Herrmann se retira a su casa en Inglaterra, y, durante los años siguientes, su actividad musical para el ámbito cinematográfico se circunscribe a pocos títulos dirigidos por jóvenes, como Fahrenheit 451 (íd. François Truffaut, 1966), La novia vestía de negro (La mariée était en noir. François Truffaut, 1967), Hermanas (Sisters. Brian De Palma, 1972), Fascinación (Obsession. Brian De Palma, 1976) y Taxi Driver (íd. Martin Scorsese, 1976). Resulta interesante que todos ellos fueran fans expresos de Hitchcock. Por lo que resulta interesante especular con el hecho de si realmente estaban contratando a Herrmann por su música, o por la nostalgia que sentían por las películas del director.

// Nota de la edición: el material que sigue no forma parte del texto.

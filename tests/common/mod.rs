//! Shared test fixtures: an in-memory broker and a digest-protected mock controller

#![allow(dead_code)]

use async_trait::async_trait;
use bytes::Bytes;
use http_body_util::Full;
use hyper::server::conn::http1;
use hyper::service::service_fn;
use hyper::{Request, Response, StatusCode};
use hyper_util::rt::TokioIo;
use its_gateway::domain::lane::{Controller, Credentials};
use its_gateway::io::broker::{BrokerChannel, BrokerConnector, ChannelError};
use its_gateway::io::digest::{parse_params, Algorithm, DigestChallenge};
use std::convert::Infallible;
use std::net::SocketAddr;
use std::sync::atomic::{AtomicBool, AtomicU32, AtomicU64, Ordering};
use std::sync::{Arc, Mutex};
use std::time::Duration;
use tokio::net::TcpListener;

// ============================================================================
// Stub broker
// ============================================================================

/// In-memory broker with failure injection
#[derive(Default)]
pub struct StubBroker {
    received: Mutex<Vec<Vec<u8>>>,
    connects: AtomicU32,
    publishes: AtomicU32,
    closes: AtomicU32,
    fail_connects: AtomicU32,
    fail_publishes: AtomicU32,
    reject: AtomicBool,
    publish_delay_ms: AtomicU64,
}

fn take_one(counter: &AtomicU32) -> bool {
    counter.fetch_update(Ordering::SeqCst, Ordering::SeqCst, |n| n.checked_sub(1)).is_ok()
}

impl StubBroker {
    pub fn new() -> Arc<Self> {
        Arc::new(Self::default())
    }

    pub fn connector(self: &Arc<Self>) -> Arc<dyn BrokerConnector> {
        Arc::new(StubConnector { broker: Arc::clone(self) })
    }

    /// The next `n` connect attempts fail transiently
    pub fn fail_next_connects(&self, n: u32) {
        self.fail_connects.store(n, Ordering::SeqCst);
    }

    /// The next `n` publishes fail transiently (link dropped)
    pub fn fail_next_publishes(&self, n: u32) {
        self.fail_publishes.store(n, Ordering::SeqCst);
    }

    pub fn reject_all(&self, reject: bool) {
        self.reject.store(reject, Ordering::SeqCst);
    }

    /// Simulated broker round trip
    pub fn set_publish_delay(&self, delay: Duration) {
        self.publish_delay_ms.store(delay.as_millis() as u64, Ordering::SeqCst);
    }

    pub fn received(&self) -> Vec<Vec<u8>> {
        self.received.lock().unwrap().clone()
    }

    pub fn connects(&self) -> u32 {
        self.connects.load(Ordering::SeqCst)
    }

    pub fn publishes(&self) -> u32 {
        self.publishes.load(Ordering::SeqCst)
    }

    pub fn closes(&self) -> u32 {
        self.closes.load(Ordering::SeqCst)
    }
}

struct StubConnector {
    broker: Arc<StubBroker>,
}

#[async_trait]
impl BrokerConnector for StubConnector {
    async fn connect(&self) -> Result<Arc<dyn BrokerChannel>, ChannelError> {
        self.broker.connects.fetch_add(1, Ordering::SeqCst);
        if take_one(&self.broker.fail_connects) {
            return Err(ChannelError::Transient("connection refused".to_string()));
        }
        Ok(Arc::new(StubChannel { broker: Arc::clone(&self.broker) }))
    }
}

struct StubChannel {
    broker: Arc<StubBroker>,
}

#[async_trait]
impl BrokerChannel for StubChannel {
    async fn publish(&self, payload: &[u8]) -> Result<(), ChannelError> {
        self.broker.publishes.fetch_add(1, Ordering::SeqCst);

        let delay_ms = self.broker.publish_delay_ms.load(Ordering::SeqCst);
        if delay_ms > 0 {
            tokio::time::sleep(Duration::from_millis(delay_ms)).await;
        }

        if take_one(&self.broker.fail_publishes) {
            return Err(ChannelError::Transient("channel closed".to_string()));
        }
        if self.broker.reject.load(Ordering::SeqCst) {
            return Err(ChannelError::Rejected("nacked by broker".to_string()));
        }

        self.broker.received.lock().unwrap().push(payload.to_vec());
        Ok(())
    }

    async fn close(&self) {
        self.broker.closes.fetch_add(1, Ordering::SeqCst);
    }
}

// ============================================================================
// Mock Dahua controller
// ============================================================================

pub const MOCK_REALM: &str = "Login to MOCK0001";
pub const MOCK_NONCE: &str = "1811923456";
pub const MOCK_OPAQUE: &str = "4b0ba7e9a8a5d4d2";
const OPEN_DOOR_QUERY: &str = "action=openDoor&channel=1&UserID=101";

/// How the mock controller answers an authenticated openDoor
#[derive(Debug, Clone)]
pub struct ControllerBehavior {
    pub credentials: Credentials,
    /// Status for a correctly authenticated request
    pub status: u16,
    /// Delay before every answer
    pub delay: Duration,
    /// Answer every openDoor with `status`, no auth required
    pub no_auth: bool,
    /// Replaces the Digest `WWW-Authenticate` value of the 401
    pub challenge_header: Option<String>,
}

impl Default for ControllerBehavior {
    fn default() -> Self {
        Self {
            credentials: Credentials::new("admin", "admin123"),
            status: 200,
            delay: Duration::ZERO,
            no_auth: false,
            challenge_header: None,
        }
    }
}

pub struct MockController {
    pub addr: SocketAddr,
    requests: Arc<AtomicU32>,
    authorized: Arc<AtomicU32>,
}

impl MockController {
    pub async fn start(behavior: ControllerBehavior) -> Self {
        let listener = TcpListener::bind("127.0.0.1:0").await.unwrap();
        let addr = listener.local_addr().unwrap();
        let requests = Arc::new(AtomicU32::new(0));
        let authorized = Arc::new(AtomicU32::new(0));
        let behavior = Arc::new(behavior);

        let (req_count, auth_count) = (requests.clone(), authorized.clone());
        tokio::spawn(async move {
            loop {
                let Ok((stream, _)) = listener.accept().await else { break };
                let behavior = behavior.clone();
                let req_count = req_count.clone();
                let auth_count = auth_count.clone();

                tokio::spawn(async move {
                    let service = service_fn(move |req| {
                        let behavior = behavior.clone();
                        let req_count = req_count.clone();
                        let auth_count = auth_count.clone();
                        async move {
                            req_count.fetch_add(1, Ordering::SeqCst);
                            Ok::<_, Infallible>(answer(req, &behavior, &auth_count).await)
                        }
                    });
                    let _ = http1::Builder::new().serve_connection(TokioIo::new(stream), service).await;
                });
            }
        });

        Self { addr, requests, authorized }
    }

    /// Controller entry pointing at this mock
    pub fn controller(&self, credentials: Credentials) -> Controller {
        Controller { address: self.addr.to_string(), credentials }
    }

    pub fn requests(&self) -> u32 {
        self.requests.load(Ordering::SeqCst)
    }

    /// Requests that carried a valid digest response
    pub fn authorized(&self) -> u32 {
        self.authorized.load(Ordering::SeqCst)
    }
}

fn challenge() -> DigestChallenge {
    DigestChallenge {
        realm: MOCK_REALM.to_string(),
        nonce: MOCK_NONCE.to_string(),
        opaque: Some(MOCK_OPAQUE.to_string()),
        algorithm: Algorithm::Md5,
        qop_auth: true,
    }
}

fn respond(status: u16, body: &'static str) -> Response<Full<Bytes>> {
    Response::builder()
        .status(StatusCode::from_u16(status).unwrap())
        .body(Full::new(Bytes::from(body)))
        .unwrap()
}

fn unauthorized(challenge_header: Option<&str>) -> Response<Full<Bytes>> {
    let header = match challenge_header {
        Some(header) => header.to_string(),
        None => format!(
            r#"Digest realm="{}", qop="auth", nonce="{}", opaque="{}""#,
            MOCK_REALM, MOCK_NONCE, MOCK_OPAQUE
        ),
    };
    Response::builder()
        .status(StatusCode::UNAUTHORIZED)
        .header("WWW-Authenticate", header)
        .body(Full::new(Bytes::from("Unauthorized")))
        .unwrap()
}

fn is_valid_authorization(header: &str, credentials: &Credentials) -> bool {
    let Some(params) = header.strip_prefix("Digest ").map(parse_params) else {
        return false;
    };
    let field = |name: &str| params.get(name).map(String::as_str).unwrap_or_default();

    if field("username") != credentials.username
        || field("realm") != MOCK_REALM
        || field("nonce") != MOCK_NONCE
        || field("opaque") != MOCK_OPAQUE
        || field("qop") != "auth"
    {
        return false;
    }

    let expected =
        challenge().response(credentials, "GET", field("uri"), field("nc"), field("cnonce"));
    field("response") == expected
}

async fn answer(
    req: Request<hyper::body::Incoming>,
    behavior: &ControllerBehavior,
    authorized: &AtomicU32,
) -> Response<Full<Bytes>> {
    if !behavior.delay.is_zero() {
        tokio::time::sleep(behavior.delay).await;
    }

    if req.uri().path() != "/cgi-bin/accessControl.cgi" || req.uri().query() != Some(OPEN_DOOR_QUERY) {
        return respond(404, "Not Found");
    }

    if behavior.no_auth {
        return respond(behavior.status, if behavior.status == 200 { "OK" } else { "Error" });
    }

    let valid = req
        .headers()
        .get("Authorization")
        .and_then(|v| v.to_str().ok())
        .map(|v| is_valid_authorization(v, &behavior.credentials))
        .unwrap_or(false);

    if !valid {
        return unauthorized(behavior.challenge_header.as_deref());
    }

    authorized.fetch_add(1, Ordering::SeqCst);
    respond(behavior.status, if behavior.status == 200 { "OK" } else { "Error" })
}

/// An address nothing listens on
pub async fn closed_port_address() -> String {
    let listener = TcpListener::bind("127.0.0.1:0").await.unwrap();
    let addr = listener.local_addr().unwrap();
    drop(listener);
    addr.to_string()
}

Herrmann fallece la misma noche en que termina de grabarse la música de Taxi Driver; banda sonora compuesta con toda su pasión, como siempre. Muere cuando ha podido brindar una última aportación relevante a la música de cine, en un mundo cambiante (antes de dar con él, Brian de Palma creía que ya había muerto); un mundo ajeno al orden cinematográfico clásico en que había fraguado como músico. Su corazón dejó de latir después de dar un último impulso grandioso, lleno de vida, a imágenes más ricas que su propia música clásica: sus óperas, sus estudios musicales. Herrmann tenía imaginación musical, pero no la habilidad de concitar imágenes con su obra. Parte de su genio residió en percibir esa incapacidad. En saber emplear el medio cinematográfico como el instrumento solista idóneo para que su música pudiese suponer una experiencia audiovisual absoluta.